We required the position of traps within the sample to be held static and therefore, changing the focalization distance of the IR laser. Time-lapse imaging required the distance of the traps to be adjusted sufficiently rapidly to match the maximum frame rate of the imaging system, for instance at 30 ms in full frame in the present case. Moreover, to reach appropriate spatiotemporal resolution for live imaging, one wants to record 10 focal planes in <1 s for 3D-image reconstruction of 10 μm thick objects.

One possible solution lies in refreshing the hologram of the SLM and synchronizing it with the detection frame rate. The calculation of hologram patterns is limited, however, to 2 to 5 Hz when performed in real time, a frequency incompatible with the required image acquisition rate. Although it would in principle be possible to optimize the SLM refreshing rate by performing the calculation of hologram patterns at the camera frame rate, this option is not easily applicable if one wants to trap samples subject to Brownian motion or uncontrolled movements. Alternatively, it is possible to move one of the HOT lenses, as long as it can operate in synchrony with the imaging module. As a first estimation, a one micrometer displacement of the sample from the focal plane would imply a lens movement of around 2 mm. Therefore, repeated lens displacement with a linear motor LM at a frequency of 30 Hz allows the synchronization of the trapping and imaging modules. In principle, the LM is run as a slave of the imaging system by external voltage control. Consequently, this latter option adequately fits the main constraints required to achieve the appropriate temporal resolution for live imaging.

Servo control of the lens displacement

Overfilling the SLM active area implied blocking L1 and L2 lenses at a specific distance. Moreover, our setup was not compatible with the addition of a motor to move L4 due to space limitation on the optical bench. Consequently, we only had the possibility of adding a motor to the L3 lens (Fig. 1 A).

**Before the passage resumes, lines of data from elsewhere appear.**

//! ISO-8601 week calendar.

use crate::int_kernel::{asr32, div_gm64, floor_div_i32_u32, floor_sub_div_i32, DivI32};
use crate::civil::{Rdn, WeekDate};

const WEEKS_IN_CENTURY_TAB: [u16; 4] = [157, 449, 597, 889];
const SPLIT_ERA_TAB: [u16; 4] = [85, 130, 17, 62];

/// Number of complete ISO weeks elapsed between the week-year epoch and the start of week-year
/// `years + 1`.
#[must_use]
pub const fn weeks_in_years_wd(years: i32) -> i32 {
    let s100 = floor_div_i32_u32(years, 100);
    let ci_full = s100.q * 3 + 1;
    let cs = asr32(ci_full, 2);
    let ci = (ci_full & 3) as usize;

    let cw = (s100.r * 53431 + WEEKS_IN_CENTURY_TAB[ci] as u32) / 1024;
    s100.q * 5217 + cs + cw as i32
}

/// RDN of the Monday that begins ISO week 1 of year `y`.
#[must_use]
pub const fn year_start_wd(y: i16) -> Rdn {
    weeks_in_years_wd(y as i32 - 1) * 7 + 1
}

/// Split an elapsed-weeks count into elapsed ISO years (`.q`) and the remaining elapsed weeks in
/// the partial year (`.r`).
#[must_use]
pub const fn split_era_weeks_wd(weeks: i32) -> DivI32 {
    // (weeks * 4 + 2) / 20871, floor division.
    let n = (weeks as i64) * 4 + 2;
    let split = div_gm64(n, 0xa30e_0000, 0x91ed_2f29, 17);
    let cc = split.q as i32;
    let ci = (split.q & 3) as usize;

    let sw = (split.r / 4) * 157 + SPLIT_ERA_TAB[ci] as u32;
    let cy = sw / 8192;
    let sw = sw % 8192;

    DivI32 {
        q: 100 * cc + cy as i32,
        r: sw / 157,
    }
}

/// Convert an ISO week-date to its RDN.
#[must_use]
pub const fn date_to_rdn_wd(y: i16, w: i16, d: i16) -> Rdn {
    (weeks_in_years_wd(y as i32 - 1) + w as i32 - 1) * 7 + d as i32
}

/// Convert an RDN to an ISO week-date. `None` if the resulting year overflows `i16`.
#[must_use]
pub fn rdn_to_date_wd(rdn: Rdn) -> Option<WeekDate> {
    let qr = floor_sub_div_i32(rdn, 1, 7);
    let dow = (qr.r + 1) as u8;

    let qr = split_era_weeks_wd(qr.q);
    let week = (qr.r + 1) as u8;

    if qr.q >= i32::from(i16::MAX) || qr.q < i32::from(i16::MIN) - 1 {
        return None;
    }
    Some(WeekDate {
        year: (qr.q + 1) as i16,
        week,
        dow,
    })
}

#[cfg(test)]
mod tests {
    use super::*;
    use crate::gregorian::rdn_to_date_gd;

    #[test]
    fn round_trips_over_wide_range() {
        for rdn in (-2_000_000..2_000_000i32).step_by(9173) {
            let wd = rdn_to_date_wd(rdn).expect("representable");
            assert_eq!(date_to_rdn_wd(wd.year, wd.week as i16, wd.dow as i16), rdn);
        }
    }

    #[test]
    fn weekday_matches_gregorian_weekday() {
        for rdn in (-500_000..500_000i32).step_by(1327) {
            let wd = rdn_to_date_wd(rdn).unwrap();
            let gd = rdn_to_date_gd(rdn).unwrap();
            assert_eq!(wd.dow, gd.dow);
        }
    }

    #[test]
    fn weeks_per_year_is_52_or_53() {
        for y in -1000..1000i16 {
            let weeks = weeks_in_years_wd(y as i32) - weeks_in_years_wd(y as i32 - 1);
            assert!(weeks == 52 || weeks == 53);
        }
    }
}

This LM has the capability to operate a 2 mm displacement in <30 ms (Fig. S2).

The LM has to compensate the sample holder displacement in real time by correcting the position of the L3 lens to keep the traps at their initial positions during the acquisition of a 3D stack of images. The displacement has to be calculated for a continuum of positions. We therefore determined empirically the relationship linking the position of the sample holder to that of L3, thanks to the procedure described in Fig. S3, wherein the characteristic shape of imaged latex beads in bright field (Fig. 3 A) is used to evaluate their relative position to the focal plane.

Figure 3.

Figure 3

Calibration of the lens displacement compensating the z-top plate motion. (A) Brightfield images of a latex bead (3 μm in diameter) at different altitudes. Out of focus position changes the image of the bead with a white or black centroid above and below the reference plane, respectively. These well-defined changes in the bead shape are used to control L3 position thanks to additional beads settled on the cover glass. 40 × objective and scale bar, 5 μm. (B) Calibration data reported for different combinations of objectives (40 × or 100 × objective) and L3 lenses (100 or 125 mm focal length): 40 ×/100 mm (solid circle), 40 ×/125 mm (solid square), 100 ×/100 mm (open circle) and 100 ×/125 mm (open square). All of the experimental data were fitted with Eq. 1 except the 100 ×/100 mm data fitted with Eq. 2. Fitting parameters are configured in the synchronization module of the Visiview software (Fig. S4).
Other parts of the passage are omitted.